• What is expected: Transcribe the listing from its top line through the line with "use crate::config::AppConfig;". Keep it exact, both ends included, and add nothing.

*** Opening Material to process ***

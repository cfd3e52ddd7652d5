//! GUI module for the application.
//!
//! Provides the main window (capture button, extracted text, history)
//! plus two transient viewports driven by the pipeline state: the
//! full-screen selection overlay and the snip preview window. The hotkey
//! and tray listeners are polled here each frame, so every pipeline
//! transition happens on the GUI thread.

pub mod render;
pub mod selector;

use std::time::Duration;

use eframe::egui::{self, Color32, TextureOptions, Vec2};

use crate::capture::{DesktopCapturer, ScreenSource};
use crate::clipboard::SystemClipboard;
use crate::config::AppConfig;
use crate::geometry::{DesktopBounds, SelectionRect};
use crate::hotkey::HotkeyListener;
use crate::ocr::TesseractEngine;
use crate::pipeline::{ExtractionPipeline, PipelineState};
use crate::tray::{Tray, TrayCommand};

use selector::RegionSelector;

type Pipeline = ExtractionPipeline<DesktopCapturer, TesseractEngine, SystemClipboard>;

/// Main GUI application struct: the composed root owning the pipeline
/// and all trigger listeners, constructed once at startup.
pub struct SnipApp {
    pipeline: Pipeline,
    selector: RegionSelector,
    /// Desktop bounds used to place the overlay for the current
    /// selection; queried when the flow starts.
    overlay_bounds: Option<DesktopBounds>,
    /// Texture for the preview window, uploaded once per capture.
    preview_texture: Option<egui::TextureHandle>,
    hotkey: Option<HotkeyListener>,
    tray: Option<Tray>,
}

impl SnipApp {
    pub fn new(_cc: &eframe::CreationContext<'_>, config: &AppConfig) -> Self {
        let hotkey = if config.hotkey_enabled {
            match HotkeyListener::new() {
                Ok(listener) => Some(listener),
                Err(e) => {
                    tracing::warn!("global hotkey unavailable: {e:#}");
                    None
                }
            }
        } else {
            None
        };

        let tray = match Tray::new() {
            Ok(tray) => Some(tray),
            Err(e) => {
                tracing::warn!("tray icon unavailable: {e:#}");
                None
            }
        };

        let pipeline = ExtractionPipeline::new(
            DesktopCapturer,
            TesseractEngine::new(config),
            SystemClipboard::new(),
        );

        Self {
            pipeline,
            selector: RegionSelector::new(),
            overlay_bounds: None,
            preview_texture: None,
            hotkey,
            tray,
        }
    }

    /// Entry point shared by all three triggers. Re-entrant calls while
    /// a flow is in flight are ignored by the pipeline guard.
    fn begin_capture(&mut self) {
        if !self.pipeline.request_capture() {
            return;
        }

        // The overlay needs the desktop extent before the first frame.
        match DesktopCapturer.desktop_bounds() {
            Ok(bounds) => {
                self.selector.reset();
                self.overlay_bounds = Some(bounds);
            }
            Err(e) => {
                self.overlay_bounds = None;
                self.pipeline.abort_selection(e);
            }
        }
    }

    /// Full-screen translucent overlay spanning the virtual desktop.
    fn show_overlay(&mut self, ctx: &egui::Context) {
        let Some(bounds) = self.overlay_bounds else {
            self.pipeline.cancel_selection();
            return;
        };

        let ppp = ctx.pixels_per_point();
        let position = egui::pos2(bounds.min_x as f32 / ppp, bounds.min_y as f32 / ppp);
        let size = Vec2::new(bounds.width() as f32 / ppp, bounds.height() as f32 / ppp);

        ctx.show_viewport_immediate(
            egui::ViewportId::from_hash_of("snip_overlay"),
            egui::ViewportBuilder::default()
                .with_title("Select Region")
                .with_position(position)
                .with_inner_size(size)
                .with_decorations(false)
                .with_transparent(true)
                .with_always_on_top()
                .with_taskbar(false),
            |ctx, _class| {
                let ppp = ctx.pixels_per_point();
                let to_desktop = |pos: egui::Pos2| {
                    (
                        (pos.x * ppp).round() as i32 + bounds.min_x,
                        (pos.y * ppp).round() as i32 + bounds.min_y,
                    )
                };

                let mut finished: Option<SelectionRect> = None;
                let mut cancelled = false;

                ctx.input(|i| {
                    if i.key_pressed(egui::Key::Escape) || i.viewport().close_requested() {
                        cancelled = true;
                        return;
                    }
                    if let Some(pos) = i.pointer.latest_pos() {
                        let (x, y) = to_desktop(pos);
                        if i.pointer.primary_pressed() {
                            self.selector.pointer_down(x, y);
                        } else if i.pointer.primary_released() {
                            finished = self.selector.pointer_up(x, y);
                        } else if i.pointer.primary_down() {
                            self.selector.pointer_move(x, y);
                        }
                    }
                });

                egui::CentralPanel::default()
                    .frame(egui::Frame::none().fill(Color32::from_black_alpha(96)))
                    .show(ctx, |ui| {
                        ctx.set_cursor_icon(egui::CursorIcon::Crosshair);

                        if let Some(drag) = self.selector.drag_rect() {
                            let to_local = |x: i32, y: i32| {
                                egui::pos2(
                                    (x - bounds.min_x) as f32 / ppp,
                                    (y - bounds.min_y) as f32 / ppp,
                                )
                            };
                            let outline = egui::Rect::from_min_max(
                                to_local(drag.x1, drag.y1),
                                to_local(drag.x2, drag.y2),
                            );
                            ui.painter().rect_stroke(
                                outline,
                                0.0,
                                egui::Stroke::new(2.0, Color32::RED),
                            );
                        }
                    });

                if cancelled {
                    self.selector.reset();
                    self.pipeline.cancel_selection();
                } else if let Some(rect) = finished {
                    // Leaving Selecting closes the overlay: it is simply
                    // not shown on the next frame.
                    self.pipeline.finish_selection(rect);
                }
            },
        );
    }

    /// Preview window with confirm-or-discard buttons for the crop.
    fn show_preview(&mut self, ctx: &egui::Context) {
        if self.preview_texture.is_none() {
            if let Some(image) = self.pipeline.pending_image() {
                let size = [image.width() as usize, image.height() as usize];
                let color_image = egui::ColorImage::from_rgba_unmultiplied(size, image.as_raw());
                self.preview_texture =
                    Some(ctx.load_texture("snip_preview", color_image, TextureOptions::LINEAR));
            }
        }

        ctx.show_viewport_immediate(
            egui::ViewportId::from_hash_of("snip_preview"),
            egui::ViewportBuilder::default()
                .with_title("Preview Snip")
                .with_inner_size(Vec2::new(420.0, 340.0))
                .with_always_on_top(),
            |ctx, _class| {
                let mut confirm = false;
                let mut discard = false;

                if ctx.input(|i| i.key_pressed(egui::Key::Escape) || i.viewport().close_requested())
                {
                    discard = true;
                }

                egui::CentralPanel::default().show(ctx, |ui| {
                    if let Some(texture) = &self.preview_texture {
                        let tex_size = texture.size_vec2();
                        let max = Vec2::new(ui.available_width(), 260.0);
                        let scale = (max.x / tex_size.x).min(max.y / tex_size.y).min(1.0);
                        ui.centered_and_justified(|ui| {
                            ui.image((texture.id(), tex_size * scale));
                        });
                    }

                    ui.add_space(8.0);
                    ui.horizontal(|ui| {
                        if ui.button("Run OCR").clicked() {
                            confirm = true;
                        }
                        ui.add_space(12.0);
                        if ui.button("Discard").clicked() {
                            discard = true;
                        }
                    });
                });

                if confirm {
                    self.preview_texture = None;
                    self.pipeline.confirm_extract();
                } else if discard {
                    self.preview_texture = None;
                    self.pipeline.discard_preview();
                }
            },
        );
    }
}

impl eframe::App for SnipApp {
    fn update(&mut self, ctx: &egui::Context, _frame: &mut eframe::Frame) {
        // Background triggers are polled here rather than handled on
        // their own threads, so the pipeline guard stays single-threaded.
        if self.hotkey.as_ref().is_some_and(HotkeyListener::poll) {
            tracing::info!("capture triggered by hotkey");
            self.begin_capture();
        }
        match self.tray.as_ref().and_then(Tray::poll) {
            Some(TrayCommand::Capture) => {
                tracing::info!("capture triggered from tray");
                self.begin_capture();
            }
            Some(TrayCommand::Quit) => {
                tracing::info!("quit requested from tray");
                ctx.send_viewport_cmd(egui::ViewportCommand::Close);
            }
            None => {}
        }

        egui::CentralPanel::default().show(ctx, |ui| {
            egui::ScrollArea::vertical().show(ui, |ui| {
                let capture_clicked =
                    render::render_header(ui, self.pipeline.state() == PipelineState::Idle);

                if let Some(message) = self.pipeline.last_error().map(String::from) {
                    if render::render_error(ui, &message) {
                        self.pipeline.dismiss_error();
                    }
                }

                let copy_clicked = render::render_output(ui, self.pipeline.output());
                render::render_history(ui, self.pipeline.history());

                if capture_clicked {
                    tracing::info!("capture triggered by button");
                    self.begin_capture();
                }
                if copy_clicked {
                    self.pipeline.copy_output();
                }
            });
        });

        match self.pipeline.state() {
            PipelineState::Selecting => self.show_overlay(ctx),
            PipelineState::PreviewConfirm => self.show_preview(ctx),
            PipelineState::Idle | PipelineState::Extracting => {}
        }

        // Keep polling the hotkey and tray channels even when the window
        // has no input focus.
        ctx.request_repaint_after(Duration::from_millis(100));
    }
}

/// Run the GUI application. Blocks until the main window closes, which
/// also drops the tray icon and hotkey registration.
pub fn run_gui(config: AppConfig) -> eframe::Result<()> {
    let options = eframe::NativeOptions {
        viewport: egui::ViewportBuilder::default()
            .with_inner_size(Vec2::new(900.0, 700.0))
            .with_min_inner_size(Vec2::new(500.0, 400.0))
            .with_title("Screen Text Extractor"),
        ..Default::default()
    };

    eframe::run_native(
        "Screen Text Extractor",
        options,
        Box::new(move |cc| Ok(Box::new(SnipApp::new(cc, &config)))),
    )
}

*** Closing Material to process ***

• Task solution:
repository cfd3e52ddd7652d5
//! GUI module for the application.
//!
//! Provides the main window (capture button, extracted text, history)
//! plus two transient viewports driven by the pipeline state: the
//! full-screen selection overlay and the snip preview window. The hotkey
//! and tray listeners are polled here each frame, so every pipeline
//! transition happens on the GUI thread.

pub mod render;
pub mod selector;

use std::time::Duration;

use eframe::egui::{self, Color32, TextureOptions, Vec2};

use crate::capture::{DesktopCapturer, ScreenSource};
use crate::clipboard::SystemClipboard;
use crate::config::AppConfig;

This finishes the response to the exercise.